Scientific classification
- Kingdom: Plantae
- Clade: Embryophytes
- Clade: Tracheophytes
- Clade: Spermatophytes
- Clade: Angiosperms
- Clade: Eudicots
- Clade: Asterids
- Order: Gentianales
- Family: Apocynaceae
- Genus: Pachypodium
- Species: P. lealii
- Binomial name: Pachypodium lealii Welw.
- Synonyms: Pachypodium giganteum Engl.;

= Pachypodium lealii =

- Genus: Pachypodium
- Species: lealii
- Authority: Welw.
- Conservation status: VU

Species of tree

Pachypodium lealii, the bottle tree, is a species of plant included in the genus Pachypodium. The scientific name derives from the 19th century Portuguese geologist Fernando da Costa Leal, who described the bottle tree during an exploration in southern Angola.

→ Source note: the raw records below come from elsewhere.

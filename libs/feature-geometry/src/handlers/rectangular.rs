//! Four-corner axis-aligned contours, built as a box primitive.

use super::{base, CutHandler, SupportedCategories};
use crate::construction::{GeometryService, Primitive};
use crate::contour::is_axis_aligned;
use crate::error::HandlerError;
use crate::model::{FeatureCategory, NormalizedFeature, ProfileElement};
use profile_mesh::Mesh;

/// Priority 75: rectangles given as 4 points, or 5 with a closing point.
#[derive(Debug, Default)]
pub struct RectangularCutHandler;

impl CutHandler for RectangularCutHandler {
    fn name(&self) -> &'static str {
        "rectangular-cut"
    }

    fn priority(&self) -> i32 {
        75
    }

    fn supported_categories(&self) -> SupportedCategories {
        SupportedCategories::Only(vec![
            FeatureCategory::Cut,
            FeatureCategory::Contour,
            FeatureCategory::Notch,
        ])
    }

    fn can_handle(
        &self,
        _category: &FeatureCategory,
        feature: &NormalizedFeature,
        _element: &ProfileElement,
    ) -> bool {
        !base::has_curves(feature)
            && !base::is_bevelled(feature)
            && base::normalized_contour(feature)
                .is_some_and(|p| p.len() == 4 && is_axis_aligned(&p))
    }

    fn create_cut_geometry(
        &self,
        feature: &NormalizedFeature,
        element: &ProfileElement,
        service: &GeometryService,
    ) -> Result<Mesh, HandlerError> {
        let bounds = base::contour_bounds(feature)
            .ok_or_else(|| HandlerError::malformed("expected contour parameters"))?;
        let rect = Primitive::Box {
            min: bounds.min(),
            max: bounds.max(),
        };
        Ok(service.create_primitive(rect, element, base::face_of(feature), feature.params.depth())?)
    }

    fn detected_subtype(&self, _feature: &NormalizedFeature, _element: &ProfileElement) -> String {
        "rectangular".into()
    }
}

This species can be either a shrub or a tree up to 6 meters tall and is characterized by the thick bottle-shaped trunk, which is almost branchless until the top. The branches are few and covered by slender thorns up to 30 cm long. Leaves are oblong and are covered with short hairs on both surfaces. The flowers, shown below in detail, are present in the spring, when the tree is leafless. The white flowers, characteristic of the family Apocynaceae, cluster around the tips of the branches.

The plant produces a watery latex, rich in toxic alkaloids, used by local populations as arrow poison for hunting. In contact with the eyes this latex can produce blindness.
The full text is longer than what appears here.